A Justiça do Trabalho em Minas Gerais reconheceu o assédio sexual contra e uma trabalhadora adolescente, que atuava na colheita de café em uma fazenda de Mutum, no Vale do Rio Doce. O processo também constatou vínculo empregatício entre a menina e a empresa.
Segundo os autos, o dono da fazenda se aproveitou da situação de dependência econômica da jovem para oferecer dinheiro em troca de favores sexuais. Conforme as provas apresentadas, ele usava o WhatsApp para enviar mensagens de cunho invasivo, propondo pagamentos que variavam entre R$ 300 e R$ 600. “Com 10 minutinhos você ganha os 300 kkkkkk”, dizia um dos envios.
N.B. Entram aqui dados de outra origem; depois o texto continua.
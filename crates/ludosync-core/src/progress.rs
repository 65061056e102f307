//! Progress reporting for long-running manual operations

/// Reporting surface handed to bulk fetch and push operations.
///
/// The engine calls [`begin`](Progress::begin) once, [`step`](Progress::step)
/// before each item, and polls [`is_cancelled`](Progress::is_cancelled) at
/// item boundaries; a cancelled operation stops cleanly with everything
/// processed so far kept.
pub trait Progress: Send + Sync {
    /// Announce how many steps the operation spans
    fn begin(&self, total: u64);
    /// Announce the item about to be handled
    fn step(&self, detail: &str);
    /// Polled between items; true stops the operation at the next boundary
    fn is_cancelled(&self) -> bool;
}

/// Default reporter that logs step boundaries
#[derive(Debug, Default, Clone, Copy)]
pub struct LogProgress;

impl Progress for LogProgress {
    fn begin(&self, total: u64) {
        tracing::info!(total, "starting bulk operation");
    }

    fn step(&self, detail: &str) {
        tracing::debug!("{detail}");
    }

    fn is_cancelled(&self) -> bool {
        false
    }
}
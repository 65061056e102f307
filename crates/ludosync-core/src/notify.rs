//! User-facing notifications
//!
//! The engine reports problems through a [`Notifier`] so an embedding
//! application can surface them however it likes; the default sink logs
//! through `tracing`. Ids are stable per category so repeated failures
//! coalesce instead of stacking.

/// Stable notification categories
#[derive(Debug, Clone, Copy, PartialEq, Eq, Hash)]
pub enum NotificationCategory {
    /// The change stream or HTTP client could not be set up
    ClientError,
    /// A request to the sync backend failed
    HttpError,
    /// The server refused a change until a manual or forced fetch happens
    FetchRequired,
    /// Pushing a whole collection failed partway
    CollectionSaveError,
    /// Publishing a single live change failed
    LiveChangeSaveError,
}

impl NotificationCategory {
    #[must_use]
    pub const fn id(self) -> &'static str {
        match self {
            Self::ClientError => "ludosync-client-error",
            Self::HttpError => "ludosync-http-error",
            Self::FetchRequired => "ludosync-fetch-required",
            Self::CollectionSaveError => "ludosync-collection-save-error",
            Self::LiveChangeSaveError => "ludosync-live-change-save-error",
        }
    }
}

/// Sink for user-facing problem reports
pub trait Notifier: Send + Sync {
    fn notify(&self, category: NotificationCategory, message: &str);
}

/// Default sink that forwards notifications to the log
#[derive(Debug, Default, Clone, Copy)]
pub struct LogNotifier;

impl Notifier for LogNotifier {
    fn notify(&self, category: NotificationCategory, message: &str) {
        tracing::error!(id = category.id(), "{message}");
    }
}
Nas mensagens, o fazendeiro também insistia para que a jovem apagasse os registros das conversas, evidenciando tentativa de ocultar o assédio.
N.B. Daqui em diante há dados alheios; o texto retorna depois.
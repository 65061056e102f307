//! Apply path for the plain named kinds

use crate::diff::named as wire;
use crate::models::{NamedItem, NamedItemDto, NamedKind};
use crate::Result;

use super::ChangeApplier;

pub(super) async fn apply(applier: &ChangeApplier, kind: NamedKind, object_id: i64) -> Result<()> {
    let dto = applier.transport.fetch_named(kind, object_id).await?;
    if dto.removed {
        remove(applier, kind, &dto)
    } else {
        save(applier, kind, &dto)
    }
}

fn save(applier: &ChangeApplier, kind: NamedKind, dto: &NamedItemDto) -> Result<()> {
    let target = kind.object_type();
    let name = dto.name.as_deref().unwrap_or_default();
    let (mut item, is_new, reassign_from) = match applier.store.named(kind, dto.id) {
        Some(found) => (found, false, None),
        None => (
            NamedItem::new(""),
            true,
            applier.store.named_by_name(kind, name),
        ),
    };

    let changed = is_new || wire::differs(&item, dto);
    wire::fill(&mut item, dto);
    if !changed {
        tracing::debug!(%target, id = %item.id, "unchanged, skipping");
        return Ok(());
    }

    applier.grace.suppress(target, item.id);
    if is_new {
        tracing::info!(%target, id = %item.id, "saving new {}", item.name);
        applier.store.add_named(kind, item.clone());
    } else {
        tracing::info!(%target, id = %item.id, "saving {}", item.name);
        applier.store.update_named(kind, item.clone())?;
    }

    if let Some(old) = reassign_from {
        tracing::info!(%target, "reassigning {} to {}", old.id, item.id);
        applier.reassign_references(target, old.id, item.id)?;
        applier.grace.suppress(target, old.id);
        applier.store.remove_named(kind, old.id);
    }
    Ok(())
}

fn remove(applier: &ChangeApplier, kind: NamedKind, dto: &NamedItemDto) -> Result<()> {
    let target = kind.object_type();
    if applier.is_referenced(target, dto.id) {
        tracing::info!(%target, id = %dto.id, "still referenced, cannot remove");
        return Ok(());
    }

    // only a full identity and name match is removed
    let name = dto.name.as_deref().unwrap_or_default();
    let matched = applier
        .store
        .named(kind, dto.id)
        .filter(|item| item.name == name);
    applier.grace.suppress(target, dto.id);
    if let Some(item) = matched {
        tracing::info!(%target, id = %item.id, "removing {}", item.name);
        applier.store.remove_named(kind, item.id);
    }
    Ok(())
}

#[cfg(test)]
mod tests {
    use super::*;
    use crate::library::{FileStore, LibraryStore, StoreEvent};
    use crate::models::{
        ChangeEnvelope, EntityId, FilterPreset, FilterPresetSettings, Game, IdFilter, ObjectType,
    };
    use crate::sync::GraceRegistry;
    use crate::transport::testing::ScriptedTransport;
    use pretty_assertions::assert_eq;
    use std::sync::{Arc, Mutex};

    fn applier_with(transport: ScriptedTransport) -> (ChangeApplier, tempfile::TempDir) {
        let dir = tempfile::tempdir().unwrap();
        let files = FileStore::open(dir.path().join("media")).unwrap();
        let applier = ChangeApplier::new(
            LibraryStore::open_in_memory(),
            files,
            GraceRegistry::new(),
            Arc::new(transport),
        );
        (applier, dir)
    }

    fn envelope(object_type: ObjectType, object_id: i64) -> ChangeEnvelope {
        ChangeEnvelope {
            id: Some(1),
            object_type,
            client_id: Some("peer".into()),
            object_id,
            force_fetch: false,
        }
    }

    fn dto(id: EntityId, name: &str) -> NamedItemDto {
        NamedItemDto {
            id,
            name: Some(name.into()),
            removed: false,
            specification_id: None,
        }
    }

    #[tokio::test(flavor = "current_thread")]
    async fn a_new_item_is_created_under_grace() {
        let id = EntityId::new();
        let transport = ScriptedTransport::new();
        transport.put_named(NamedKind::Category, 10, dto(id, "Indie"));
        let (applier, _dir) = applier_with(transport);

        applier
            .apply(&envelope(ObjectType::Category, 10))
            .await
            .unwrap();

        let stored = applier.store.named(NamedKind::Category, id).unwrap();
        assert_eq!(stored.name, "Indie");
        assert!(applier.grace.is_suppressed(ObjectType::Category, id));
    }

    #[tokio::test(flavor = "current_thread")]
    async fn an_unchanged_item_is_skipped_without_writes() {
        let item = NamedItem::new("Indie");
        let transport = ScriptedTransport::new();
        transport.put_named(NamedKind::Genre, 5, wire::to_dto(&item));
        let (applier, _dir) = applier_with(transport);
        applier.store.add_named(NamedKind::Genre, item.clone());

        let writes = Arc::new(Mutex::new(0_usize));
        let counter = Arc::clone(&writes);
        applier
            .store
            .observe(Arc::new(move |_event: &StoreEvent| {
                *counter.lock().unwrap() += 1;
            }));

        applier
            .apply(&envelope(ObjectType::Genre, 5))
            .await
            .unwrap();

        assert_eq!(*writes.lock().unwrap(), 0);
        assert!(!applier.grace.is_suppressed(ObjectType::Genre, item.id));
    }

    #[tokio::test(flavor = "current_thread")]
    async fn a_name_collision_migrates_references_to_the_incoming_identity() {
        let incoming = EntityId::new();
        let transport = ScriptedTransport::new();
        transport.put_named(NamedKind::Category, 10, dto(incoming, "Backlog"));
        let (applier, _dir) = applier_with(transport);

        let local = NamedItem::new("Backlog");
        applier.store.add_named(NamedKind::Category, local.clone());
        let mut game = Game::new("Outer Wilds");
        game.category_ids = vec![local.id];
        let game = applier.store.add_game(game);
        let mut preset = FilterPreset::new("By category");
        preset.settings = Some(FilterPresetSettings {
            category: Some(IdFilter {
                ids: Some(vec![local.id]),
                text: None,
            }),
            ..FilterPresetSettings::default()
        });
        applier.store.add_filter_preset(preset.clone());

        applier
            .apply(&envelope(ObjectType::Category, 10))
            .await
            .unwrap();

        assert!(applier.store.named(NamedKind::Category, local.id).is_none());
        assert_eq!(
            applier
                .store
                .named(NamedKind::Category, incoming)
                .unwrap()
                .name,
            "Backlog"
        );
        assert_eq!(
            applier.store.game(game.id).unwrap().category_ids,
            vec![incoming]
        );
        assert!(applier
            .store
            .filter_preset(preset.id)
            .unwrap()
            .references(ObjectType::Category, incoming));
    }

    #[tokio::test(flavor = "current_thread")]
    async fn a_referenced_item_survives_its_removal_notice() {
        let item = NamedItem::new("co-op");
        let mut removal = wire::to_dto(&item);
        removal.removed = true;
        let transport = ScriptedTransport::new();
        transport.put_named(NamedKind::Tag, 3, removal);
        let (applier, _dir) = applier_with(transport);

        applier.store.add_named(NamedKind::Tag, item.clone());
        let mut game = Game::new("It Takes Two");
        game.tag_ids = vec![item.id];
        applier.store.add_game(game);

        applier.apply(&envelope(ObjectType::Tag, 3)).await.unwrap();

        assert!(applier.store.named(NamedKind::Tag, item.id).is_some());
    }

    #[tokio::test(flavor = "current_thread")]
    async fn removal_requires_the_name_to_match_too() {
        let item = NamedItem::new("Indie");
        let mut removal = dto(item.id, "Arcade");
        removal.removed = true;
        let transport = ScriptedTransport::new();
        transport.put_named(NamedKind::Genre, 8, removal);
        let (applier, _dir) = applier_with(transport);
        applier.store.add_named(NamedKind::Genre, item.clone());

        applier
            .apply(&envelope(ObjectType::Genre, 8))
            .await
            .unwrap();

        assert!(applier.store.named(NamedKind::Genre, item.id).is_some());
    }

    #[tokio::test(flavor = "current_thread")]
    async fn an_unreferenced_item_is_removed_under_grace() {
        let item = NamedItem::new("abandoned");
        let mut removal = wire::to_dto(&item);
        removal.removed = true;
        let transport = ScriptedTransport::new();
        transport.put_named(NamedKind::Source, 9, removal);
        let (applier, _dir) = applier_with(transport);
        applier.store.add_named(NamedKind::Source, item.clone());

        applier
            .apply(&envelope(ObjectType::Source, 9))
            .await
            .unwrap();

        assert!(applier.store.named(NamedKind::Source, item.id).is_none());
        assert!(applier.grace.is_suppressed(ObjectType::Source, item.id));
    }
}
Além do assédio, a relação de emprego foi reconhecida pela Justiça, considerando o período entre abril e setembro de 2025. Na época, ela ainda era adolescente e trabalhava na colheita do café de segunda a sábado. A jovem morava na fazenda, com outros trabalhadores, e recebia apenas pequenos adiantamentos para alimentação e itens básicos.
A 1.ª Instância reconheceu o vínculo de emprego e determinou uma indenização de R$ 10 mil pelo dano moral. O fazendeiro recorreu da decisão e acabou vendo o valore da condenação aumentar.
Recurso
No recurdo, o fazendeiro negou tanto a relação de emprego quanto as acusações de assédio sexual. Ele afirmou que a adolescente não trabalhava diretamente para ele e disse que as mensagens apresentadas no processo poderiam ter sido manipuladas. No entanto, os julgadores da Oitava Turma do Tribunal Regional do Trabalho de Minas Gerais mantiveram o reconhecimento do trabalho sem registro e aumentaram o valor da indenização pelo assédio sexual de R$ 10 mil para R$ 20 mil.
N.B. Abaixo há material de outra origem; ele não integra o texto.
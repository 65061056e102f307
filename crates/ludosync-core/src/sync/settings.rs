//! Sync behavior settings

use std::sync::{Arc, PoisonError, RwLock};

use serde::{Deserialize, Serialize};

/// Behavior switches for the sync engine.
///
/// Everything defaults to off; a fresh install does nothing until the
/// server address is confirmed and synchronization is switched on.
#[derive(Debug, Clone, PartialEq, Eq, Serialize, Deserialize)]
#[serde(default, rename_all = "camelCase")]
pub struct SyncSettings {
    /// Master switch; nothing is sent or received while off
    pub synchronization_enabled: bool,
    /// Base URL of the sync backend
    pub server_address: String,
    /// Publish local mutations as they happen
    pub send_live_changes: bool,
    /// Consume the server's live change stream
    pub fetch_live_changes: bool,
    /// Catch up on missed changes when the engine starts
    pub fetch_changes_at_startup: bool,
}

impl Default for SyncSettings {
    fn default() -> Self {
        Self {
            synchronization_enabled: false,
            server_address: "http://localhost:8093".to_string(),
            send_live_changes: false,
            fetch_live_changes: false,
            fetch_changes_at_startup: false,
        }
    }
}

impl SyncSettings {
    /// Server address without a trailing slash, ready for path joining
    #[must_use]
    pub fn base_url(&self) -> &str {
        self.server_address.trim_end_matches('/')
    }
}

/// Live settings view shared across the engine's components.
///
/// The outbound dispatcher consults it per event and the streaming loop per
/// iteration, so a replaced settings value takes effect without a restart.
#[derive(Clone, Default)]
pub struct SharedSettings {
    inner: Arc<RwLock<SyncSettings>>,
}

impl SharedSettings {
    #[must_use]
    pub fn new(settings: SyncSettings) -> Self {
        Self {
            inner: Arc::new(RwLock::new(settings)),
        }
    }

    /// Copy of the current settings
    #[must_use]
    pub fn snapshot(&self) -> SyncSettings {
        self.inner
            .read()
            .unwrap_or_else(PoisonError::into_inner)
            .clone()
    }

    pub fn replace(&self, settings: SyncSettings) {
        *self.inner.write().unwrap_or_else(PoisonError::into_inner) = settings;
    }
}

#[cfg(test)]
mod tests {
    use super::*;
    use pretty_assertions::assert_eq;

    #[test]
    fn defaults_keep_the_engine_quiet() {
        let settings = SyncSettings::default();
        assert!(!settings.synchronization_enabled);
        assert!(!settings.send_live_changes);
        assert_eq!(settings.server_address, "http://localhost:8093");
    }

    #[test]
    fn base_url_strips_trailing_slashes() {
        let settings = SyncSettings {
            server_address: "https://sync.example.net/".into(),
            ..SyncSettings::default()
        };
        assert_eq!(settings.base_url(), "https://sync.example.net");
    }

    #[test]
    fn a_replaced_value_shows_in_later_snapshots() {
        let shared = SharedSettings::new(SyncSettings::default());
        let enabled = SyncSettings {
            synchronization_enabled: true,
            fetch_live_changes: true,
            ..SyncSettings::default()
        };

        shared.replace(enabled.clone());

        assert_eq!(shared.snapshot(), enabled);
    }
}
Com relação ao assédio sexual, o réu não apresentou qualquer prova técnica ou perícia que comprovasse a falsidade das mensagens, limitando-se a negativas genéricas. Para o magistrado, o teor das conversas revelou um comportamento inadmissível de “instrumentalização do corpo” da adolescente, agravado pela insistência e pela naturalidade com que o agressor propunha valores progressivamente maiores em troca de atos sexuais.
O desembargador concluiu que violou direitos trabalhistas e atentou gravemente contra a dignidade da adolescente.
Ao aumentar o valor da indenização para R$ 20 mil, os magistrados se basearam no Protocolo para Julgamento sob Perspectiva de Gênero do CNJ e na Agenda 2030 da ONU, que bsuca a erradicação da violência contra mulheres e meninas.